According to a National Golf Foundation study, slow play — defined as having to wait on the group in front more than a few times — was listed by 91 percent of golfers surveyed as taking away from their golf experience.
Among the areas the USGA is targeting in its campaign:
— Designing golf courses where the routing, length and placement of hazards would help move things along. This sounds like a great idea except that hardly anyone is building golf courses in America.
— Making the golf course easier (and quicker) to play by limiting the rough, widening the fairways, slowing the greens and providing more accessible hole locations.
— Encouraging golf courses to manage the intervals in tee times, such as adding a few more minutes between groups.
— Working on player behavior to remind them to be ready to play and to use the right set of tees.
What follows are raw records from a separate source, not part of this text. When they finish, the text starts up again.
//! Core logic for the career timeline: merged year records, chart specs and
//! the accordion controller.

use std::fmt;

use serde::de::{MapAccess, Visitor};
use serde::ser::SerializeMap;
use serde::{Deserialize, Deserializer, Serialize, Serializer};

pub mod chart;
pub mod controller;
pub mod lightbox;
pub mod wrap;

pub use chart::{render_hero_charts, BarSpec, ChartAdapter, HeroCharts, Palette, RadarSpec};
pub use controller::{ClickOutcome, ClickTarget, ItemState, TimelineController};
pub use lightbox::Lightbox;
pub use wrap::{wrap_label, DEFAULT_MAX_CHARS_PER_LINE};

/// Summary shown for a year that has no AI interpretation.
pub const NO_ANALYSIS_PLACEHOLDER: &str = "No analysis available.";

/// Mount ids, document locations and chart limits. Missing fields take
/// their default when deserialized.
#[derive(Debug, Clone, Serialize, Deserialize, PartialEq)]
#[serde(default)]
pub struct TimelineConfig {
    /// Location of the events document.
    pub events_url: String,
    /// Location of the interpretations document.
    pub interpretations_url: String,
    /// Element id the timeline items are rendered into.
    pub app_mount: String,
    /// Canvas id of the hero skill radar.
    pub hero_skill_mount: String,
    /// Canvas id of the hero career bar chart.
    pub hero_career_mount: String,
    pub modal_id: String,
    pub modal_image_id: String,
    pub modal_close_selector: String,
    /// Point label width before the item radar wraps a role name.
    pub max_chars_per_line: usize,
    /// Career matches plotted by the hero bar chart.
    pub hero_match_limit: usize,
    /// Career matches plotted by each item radar.
    pub item_match_limit: usize,
}

impl Default for TimelineConfig {
    fn default() -> Self {
        Self {
            events_url: "content.json".to_string(),
            interpretations_url: "llm-interpretation.json".to_string(),
            app_mount: "timeline-app".to_string(),
            hero_skill_mount: "heroSkillChart".to_string(),
            hero_career_mount: "heroCareerChart".to_string(),
            modal_id: "imageModal".to_string(),
            modal_image_id: "modalImg".to_string(),
            modal_close_selector: ".close".to_string(),
            max_chars_per_line: DEFAULT_MAX_CHARS_PER_LINE,
            hero_match_limit: 10,
            item_match_limit: 5,
        }
    }
}

impl TimelineConfig {
    /// Canvas id of the per-item radar for `index`.
    pub fn item_chart_mount(&self, index: usize) -> String {
        format!("chart-{index}")
    }

    /// Inline message shown in the app mount when loading fails.
    pub fn load_failure_message(&self, err: &LoadError) -> String {
        format!(
            "Error loading data: {err}. Please ensure {} and {} exist.",
            self.events_url, self.interpretations_url
        )
    }
}

/// One predicted role and how well the year's profile fits it.
#[derive(Debug, Clone, Serialize, Deserialize, PartialEq)]
pub struct CareerMatch {
    pub role: String,
    pub match_percentage: f64,
}

/// Skill scores keyed by skill name, kept in document order.
#[derive(Debug, Clone, Default, PartialEq)]
pub struct SkillMatrix(Vec<(String, f64)>);

impl SkillMatrix {
    pub fn new() -> Self {
        Self::default()
    }

    pub fn is_empty(&self) -> bool {
        self.0.is_empty()
    }

    pub fn len(&self) -> usize {
        self.0.len()
    }

    pub fn get(&self, skill: &str) -> Option<f64> {
        self.0
            .iter()
            .find(|(name, _)| name == skill)
            .map(|(_, score)| *score)
    }

    /// Sets a score, replacing an existing entry in place.
    pub fn insert(&mut self, skill: impl Into<String>, score: f64) {
        let skill = skill.into();
        match self.0.iter_mut().find(|(name, _)| *name == skill) {
            Some(entry) => entry.1 = score,
            None => self.0.push((skill, score)),
        }
    }

    pub fn iter(&self) -> impl Iterator<Item = (&str, f64)> {
        self.0.iter().map(|(name, score)| (name.as_str(), *score))
    }

    pub fn labels(&self) -> Vec<String> {
        self.0.iter().map(|(name, _)| name.clone()).collect()
    }

    pub fn values(&self) -> Vec<f64> {
        self.0.iter().map(|(_, score)| *score).collect()
    }
}

impl<S: Into<String>> FromIterator<(S, f64)> for SkillMatrix {
    fn from_iter<I: IntoIterator<Item = (S, f64)>>(iter: I) -> Self {
        let mut matrix = SkillMatrix::new();
        for (skill, score) in iter {
            matrix.insert(skill, score);
        }
        matrix
    }
}

impl Serialize for SkillMatrix {
    fn serialize<S: Serializer>(&self, serializer: S) -> Result<S::Ok, S::Error> {
        let mut map = serializer.serialize_map(Some(self.0.len()))?;
        for (name, score) in &self.0 {
            map.serialize_entry(name, score)?;
        }
        map.end()
    }
}

impl<'de> Deserialize<'de> for SkillMatrix {
    fn deserialize<D: Deserializer<'de>>(deserializer: D) -> Result<Self, D::Error> {
        struct SkillMatrixVisitor;

        impl<'de> Visitor<'de> for SkillMatrixVisitor {
            type Value = SkillMatrix;

            fn expecting(&self, formatter: &mut fmt::Formatter) -> fmt::Result {
                formatter.write_str("a map of skill names to scores")
            }

            fn visit_map<A: MapAccess<'de>>(self, mut access: A) -> Result<Self::Value, A::Error> {
                let mut matrix = SkillMatrix::new();
                while let Some((skill, score)) = access.next_entry::<String, f64>()? {
                    matrix.insert(skill, score);
                }
                Ok(matrix)
            }
        }

        deserializer.deserialize_map(SkillMatrixVisitor)
    }
}

/// A timeline entry: one event merged with its optional interpretation.
#[derive(Debug, Clone, Serialize, Deserialize, PartialEq)]
pub struct YearRecord {
    pub year: String,
    pub title: String,
    #[serde(default)]
    pub description: String,
    #[serde(default)]
    pub images: Vec<String>,
    #[serde(default)]
    pub skills: SkillMatrix,
    #[serde(default)]
    pub matches: Vec<CareerMatch>,
    pub ai_summary: String,
}

impl YearRecord {
    /// Numeric reading of `year`, if it starts with an integer.
    pub fn numeric_year(&self) -> Option<i64> {
        parse_leading_int(&self.year)
    }
}

/// Reads an optionally signed decimal integer at the start of `text`,
/// skipping leading whitespace and ignoring anything after the digits.
pub fn parse_leading_int(text: &str) -> Option<i64> {
    let trimmed = text.trim_start();
    let (negative, digits) = match trimmed.as_bytes().first() {
        Some(b'-') => (true, &trimmed[1..]),
        Some(b'+') => (false, &trimmed[1..]),
        _ => (false, trimmed),
    };
    let end = digits
        .find(|c: char| !c.is_ascii_digit())
        .unwrap_or(digits.len());
    if end == 0 {
        return None;
    }
    let value: i64 = digits[..end].parse().ok()?;
    Some(if negative { -value } else { value })
}

/// Colour theme of a timeline item, fixed when the item is built.
#[derive(Debug, Clone, Copy, Serialize, Deserialize, PartialEq, Eq, Hash)]
#[serde(rename_all = "snake_case")]
pub enum Era {
    Past,
    Future,
}

impl Era {
    /// Items past the middle of the collection (`index > len / 2`) use the
    /// future theme.
    pub fn for_position(index: usize, len: usize) -> Self {
        if index * 2 > len {
            Era::Future
        } else {
            Era::Past
        }
    }

    pub fn is_future(self) -> bool {
        matches!(self, Era::Future)
    }
}

/// Failure to obtain one of the two source documents.
#[derive(Debug, Clone, PartialEq, thiserror::Error)]
pub enum LoadError {
    #[error("Failed to load {document}: {message}")]
    Network { document: String, message: String },
    #[error("Failed to load {document}: {status_text}")]
    HttpStatus {
        document: String,
        status: u16,
        status_text: String,
    },
    #[error("Failed to parse {document}: {message}")]
    Parse { document: String, message: String },
}

impl LoadError {
    /// Builds an `HttpStatus` error; an empty status text is replaced by
    /// the numeric code.
    pub fn http_status(document: impl Into<String>, status: u16, status_text: &str) -> Self {
        let status_text = if status_text.trim().is_empty() {
            format!("HTTP {status}")
        } else {
            status_text.to_string()
        };
        LoadError::HttpStatus {
            document: document.into(),
            status,
            status_text,
        }
    }

    pub fn document(&self) -> &str {
        match self {
            LoadError::Network { document, .. }
            | LoadError::HttpStatus { document, .. }
            | LoadError::Parse { document, .. } => document,
        }
    }
}

/// Failure reported by a chart backend.
#[derive(Debug, Clone, PartialEq, thiserror::Error)]
pub enum ChartError {
    #[error("chart mount `{0}` not found")]
    MissingMount(String),
    #[error("chart backend failed on `{mount}`: {message}")]
    Backend { mount: String, message: String },
}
The intentions are noble. But any time words like "campaign" and "education" and "initiative" are involved, it's fair to wonder if brainstorming will lead to real results.
For its part, the U.S. Open is making a few changes this year. The starting time Thursday and Friday morning at Merion has been moved up 15 minutes to 6:45 a.m., meaning there will be (or should be) a gap of 5 hours, 48 minutes from when the last morning group tees off and the first afternoon group tees off on the first hole. Tee times on the weekend will be 11 minutes apart instead of 10 minutes. Every second helps.
But it comes back to a question from 1950 at Merion that so far has no answer.
Why is it no longer reasonable for a three-hour round? As the modern player gets better, the courses have become harder to provide a stronger test. But that would suggest the U.S. Open was not as hard as it is now. Olympic Club in 1955 and Winged Foot in 1974, to name two examples, would suggest otherwise.
And as much as the USGA is trying to find a solution, it surrendered to slow play 11 years ago at Bethpage Black. After 101 years of everyone starting the round at No. 1, the U.S. Open went to a two-tee start. Officials talk about having more daylight by sending players off the front and nine back nine, and the flexibility in case of bad weather. But this would not have been necessary if golf had not slowed to a crawl.
If this new initiative on pace of play doesn't provide any answers, perhaps the words of the great Julius Boros should be considered:
"By the time you get to your ball, if you don't know what to do with it, try another sport."